Dentro e fuori dalla tua mente
L’operazione Inland empire ha un sapore narcisistico e profondamente autoreferenziale dal quale è impossibile prescindere. David Lynch è però uno dei rari casi per cui ciò sia lecito. Autore feticcio, amato e osannato da critica e pubblico, il regista del Montana può permettersi di costruire un film al limite dell’incomprensibile, giocando a scambiare i ruoli degli attori che lo hanno accompagnato durante la sua carriera artistica e ammiccando, spesso in modo palese (leggi la video-installazione Rabbits che diventa uno degli elementi centrali del film).
La lunga discesa di Mulholland Drive penetra nel cuore della città delle stelle e attraversa Hollywood Boulevard, crocevia del cinema e dell’immaginario collettivo. Laura Dern è un’attrice incapace di distinguere la propria vita reale dal film che sta interpretando, cammina sul marciapiede delle star come se si trovasse in un limbo di incoscienza, condividendo una situazione di instabilità emotiva con il pubblico della sala. Inland Empire sembra un incubo intriso delle atmosfere di Occhi di serpente (Dangerous Game, Abel Ferrara, 1983), anch’esso incentrato su di un’attrice incapace di distinguere la vita dal film. Lynch, come nel film precedente, smonta i sogni di Hollywood con un incubo. Lo sguardo è esterno, non a caso la produzione è francese, e la critica dell’industria è decisamente evidente.
Nessuna certezza alla fine del film. Molte domande ronzano nella testa dello spettatore che ha superato, non con una certa difficoltà, le oltre tre ore di enigmi visivi. I perché potrebbero essere disvelati attraverso gli strumenti della psicanalisi o, preferibilmente, della psicologia cognitiva. Si percepisce un certo distacco, un’incomprensibilità dovuta alla mancanza di conoscenza delle mappe mentali che Lynch ha utilizzato per costruire una sceneggiatura dove tutto appare al suo posto, ma in cui non si trova la chiave per decifrare il messaggio nascosto. Come in un sogno il montaggio è onirico, fatto di suggestioni, di legami non ovvi.

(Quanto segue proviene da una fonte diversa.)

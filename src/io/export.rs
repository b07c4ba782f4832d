use anyhow::Result;
use chrono::{DateTime, Utc};
use serde::{Deserialize, Serialize};
use std::io::Write;

use crate::application::CustomerService;
use crate::domain::{AggregateReport, CustomerRecord, FilterCriteria, aggregate};

/// Column order shared by CSV export and import.
pub const CUSTOMER_CSV_HEADER: [&str; 14] = [
    "id",
    "name",
    "email",
    "phone",
    "program_name",
    "school_name",
    "total_amount_received",
    "amount_paid_to_school",
    "agency_profit",
    "payment_status",
    "program_start_date",
    "program_end_date",
    "assigned_to",
    "notes",
];

/// Full export of every customer
#[derive(Debug, Clone, Serialize, Deserialize)]
pub struct CustomerSnapshot {
    pub version: String,
    pub exported_at: DateTime<Utc>,
    pub customers: Vec<CustomerRecord>,
}

/// Exporter for converting customer data to various formats
pub struct Exporter<'a> {
    service: &'a CustomerService,
}

impl<'a> Exporter<'a> {
    pub fn new(service: &'a CustomerService) -> Self {
        Self { service }
    }

    /// Export the customers matching `criteria` to CSV format
    pub async fn export_customers_csv<W: Write>(
        &self,
        writer: W,
        criteria: &FilterCriteria,
    ) -> Result<usize> {
        let customers = self.service.list_customers(criteria).await?;
        write_customers_csv(writer, &customers)
    }

    /// Export dashboard figures to CSV format
    pub async fn export_report_csv<W: Write>(&self, writer: W) -> Result<usize> {
        let customers = self.service.all_customers().await?;
        write_report_csv(writer, &aggregate(&customers))
    }

    /// Export every customer as a JSON snapshot
    pub async fn export_full_json<W: Write>(&self, mut writer: W) -> Result<CustomerSnapshot> {
        let customers = self.service.all_customers().await?;

        let snapshot = CustomerSnapshot {
            version: env!("CARGO_PKG_VERSION").to_string(),
            exported_at: Utc::now(),
            customers,
        };

        let json = serde_json::to_string_pretty(&snapshot)?;
        writer.write_all(json.as_bytes())?;
        writer.flush()?;

        Ok(snapshot)
    }
}

/// Write customers as CSV. Unusable amounts are written as stored.
pub fn write_customers_csv<W: Write>(writer: W, customers: &[CustomerRecord]) -> Result<usize> {
    let mut csv_writer = csv::Writer::from_writer(writer);
    csv_writer.write_record(CUSTOMER_CSV_HEADER)?;

    for c in customers {
        csv_writer.write_record([
            c.id.to_string(),
            c.name.clone(),
            c.email.clone(),
            c.phone.clone(),
            c.program_name.clone(),
            c.school_name.clone(),
            c.total_amount_received.to_string(),
            c.amount_paid_to_school.to_string(),
            c.agency_profit.to_string(),
            c.payment_status.to_string(),
            c.program_start_date.clone(),
            c.program_end_date.clone(),
            c.assigned_to.clone(),
            c.notes.clone(),
        ])?;
    }

    csv_writer.flush()?;
    Ok(customers.len())
}

/// Write report figures as `metric,counselor,amount` rows. Returns the
/// number of counselor rows.
pub fn write_report_csv<W: Write>(writer: W, report: &AggregateReport) -> Result<usize> {
    let mut csv_writer = csv::Writer::from_writer(writer);

    csv_writer.write_record(["metric", "counselor", "amount"])?;
    let revenue = report.total_revenue.to_string();
    let profit = report.total_profit.to_string();
    csv_writer.write_record(["total_revenue", "", revenue.as_str()])?;
    csv_writer.write_record(["total_profit", "", profit.as_str()])?;

    for entry in &report.profit_by_counselor {
        let amount = entry.profit.to_string();
        csv_writer.write_record([
            "counselor_profit",
            entry.counselor.as_str(),
            amount.as_str(),
        ])?;
    }

    csv_writer.flush()?;
    Ok(report.profit_by_counselor.len())
}
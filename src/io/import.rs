use anyhow::{Context, Result};
use serde_json::Value;
use std::io::Read;

use crate::application::CustomerService;
use crate::domain::{CustomerDraft, NewCustomer, customers_from_value};

/// Result of an import operation
#[derive(Debug, Clone)]
pub struct ImportResult {
    pub imported: usize,
    pub skipped: usize,
    pub errors: Vec<ImportError>,
}

/// Error that occurred during import
#[derive(Debug, Clone)]
pub struct ImportError {
    pub line: usize,
    pub field: Option<String>,
    pub error: String,
}

/// Options for import operations
#[derive(Debug, Clone, Default)]
pub struct ImportOptions {
    pub dry_run: bool,
}

/// Importer for loading customers into the store
pub struct Importer<'a> {
    service: &'a CustomerService,
}

impl<'a> Importer<'a> {
    pub fn new(service: &'a CustomerService) -> Self {
        Self { service }
    }

    /// Import customers from CSV. Columns are matched by header name; an
    /// `id` column is ignored because the store assigns ids. Amount text
    /// that is not a valid yen value is kept as malformed, as it was stored.
    pub async fn import_customers_csv<R: Read>(
        &self,
        reader: R,
        options: ImportOptions,
    ) -> Result<ImportResult> {
        let mut csv_reader = csv::Reader::from_reader(reader);
        let mut drafts = Vec::new();
        let mut errors = Vec::new();

        for (line_num, result) in csv_reader.deserialize::<NewCustomer>().enumerate() {
            let line = line_num + 2; // +2 for header and 0-indexing

            let form = match result {
                Ok(form) => form,
                Err(e) => {
                    errors.push(ImportError {
                        line,
                        field: None,
                        error: format!("CSV parse error: {}", e),
                    });
                    continue;
                }
            };

            match form.into_stored_draft() {
                Ok(draft) => drafts.push((line, draft)),
                Err(e) => errors.push(ImportError {
                    line,
                    field: Some(e.field.to_string()),
                    error: e.source.to_string(),
                }),
            }
        }

        self.store_all(drafts, errors, options).await
    }

    /// Import customers from a JSON snapshot, or from a bare JSON array of
    /// customer records. A document that is not shaped like a record set is
    /// rejected as a whole.
    pub async fn import_full_json<R: Read>(
        &self,
        mut reader: R,
        options: ImportOptions,
    ) -> Result<ImportResult> {
        let mut input = String::new();
        reader
            .read_to_string(&mut input)
            .context("Failed to read JSON input")?;

        let value: Value = serde_json::from_str(&input).context("Input is not valid JSON")?;
        let customers = match value {
            Value::Object(mut snapshot) if snapshot.contains_key("customers") => {
                customers_from_value(snapshot.remove("customers").unwrap_or(Value::Null))?
            }
            other => customers_from_value(other)?,
        };

        let drafts = customers
            .into_iter()
            .enumerate()
            .map(|(index, customer)| (index + 1, CustomerDraft::from(customer)))
            .collect();

        self.store_all(drafts, Vec::new(), options).await
    }

    async fn store_all(
        &self,
        drafts: Vec<(usize, CustomerDraft)>,
        mut errors: Vec<ImportError>,
        options: ImportOptions,
    ) -> Result<ImportResult> {
        let mut imported = 0;
        let mut skipped = 0;

        for (line, draft) in drafts {
            if draft.name.trim().is_empty() {
                skipped += 1;
                errors.push(ImportError {
                    line,
                    field: Some("name".to_string()),
                    error: "name is empty".to_string(),
                });
                continue;
            }

            if options.dry_run {
                imported += 1;
                continue;
            }

            match self.service.store_customer(draft).await {
                Ok(_) => imported += 1,
                Err(e) => errors.push(ImportError {
                    line,
                    field: None,
                    error: format!("Customer creation failed: {}", e),
                }),
            }
        }

        log::info!(
            "import finished: {} imported, {} skipped, {} errors",
            imported,
            skipped,
            errors.len()
        );

        Ok(ImportResult {
            imported,
            skipped,
            errors,
        })
    }
}
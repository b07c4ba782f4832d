// Application layer - use cases and orchestration.
// Clients (CLI, importers) go through CustomerService; the pure engines in
// `domain` are called from here with a fresh snapshot each time.

pub mod error;
pub mod reporting;
pub mod service;

pub use error::*;
pub use reporting::*;
pub use service::*;
/// Split text into lines of at most `width` characters. Existing line breaks
/// are kept.
fn wrap_text(text: &str, width: usize) -> Vec<String> {
    if width == 0 {
        return vec![text.to_string()];
    }

    text.lines()
        .filter(|line| !line.is_empty())
        .flat_map(|line| {
            let chars: Vec<char> = line.chars().collect();
            chars
                .chunks(width)
                .map(|chunk| chunk.iter().collect::<String>())
                .collect::<Vec<_>>()
        })
        .collect()
}
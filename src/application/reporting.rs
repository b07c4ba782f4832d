use serde::Serialize;

use crate::domain::{
    AggregateReport, AmountProblem, CustomerRecord, DataQualityIssue, aggregate, audit_amounts,
};

/// Everything the dashboard screen shows for one snapshot of customers.
#[derive(Debug, Clone, PartialEq, Eq, Serialize)]
pub struct DashboardReport {
    pub customer_count: usize,
    #[serde(flatten)]
    pub report: AggregateReport,
    /// Monetary fields that were counted as zero.
    pub issues: Vec<DataQualityIssue>,
}

impl DashboardReport {
    /// Aggregate a snapshot and flag unusable amounts as data-quality warnings.
    pub fn build(customers: &[CustomerRecord]) -> Self {
        let report = aggregate(customers);
        let issues = audit_amounts(customers);

        for issue in &issues {
            match &issue.problem {
                AmountProblem::Missing => log::warn!(
                    "data quality: customer {} has no {}, counted as 0",
                    issue.customer_id,
                    issue.field
                ),
                AmountProblem::Malformed(raw) => log::warn!(
                    "data quality: customer {} has non-numeric {} '{}', counted as 0",
                    issue.customer_id,
                    issue.field,
                    raw
                ),
            }
        }

        log::debug!(
            "dashboard: {} customers, {} counselors, {} data-quality issues",
            customers.len(),
            report.profit_by_counselor.len(),
            issues.len()
        );

        Self {
            customer_count: customers.len(),
            report,
            issues,
        }
    }

    pub fn has_issues(&self) -> bool {
        !self.issues.is_empty()
    }
}
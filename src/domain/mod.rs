mod aggregate;
mod customer;
mod filter;
mod money;

pub use aggregate::*;
pub use customer::*;
pub use filter::*;
pub use money::*;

David Lynch compie un passo successivo per sfondare il muro che delimita il cinema dalla video arte (strada già battuta dal regista con alcuni progetti giovanili e altri più recenti come il già citato Rabbits). Strada inversa, il salto da arte a cinema, è stata percorsa con successo mondiale da un autore come Matthew Barney, il cui ciclo di film Cremaster (prodotto dalla fondazione Guggheneim) è forse l’unico prodotto artistico che può essere messo a confronto con Inland empire. Due mitologie personali, due progetti mastodontici, due enciclopedie tanto universali quanto incomprensibili e due pesi massimi della propria arte che cercano di guardarsi, capirsi e comunicare l’uno all’altro.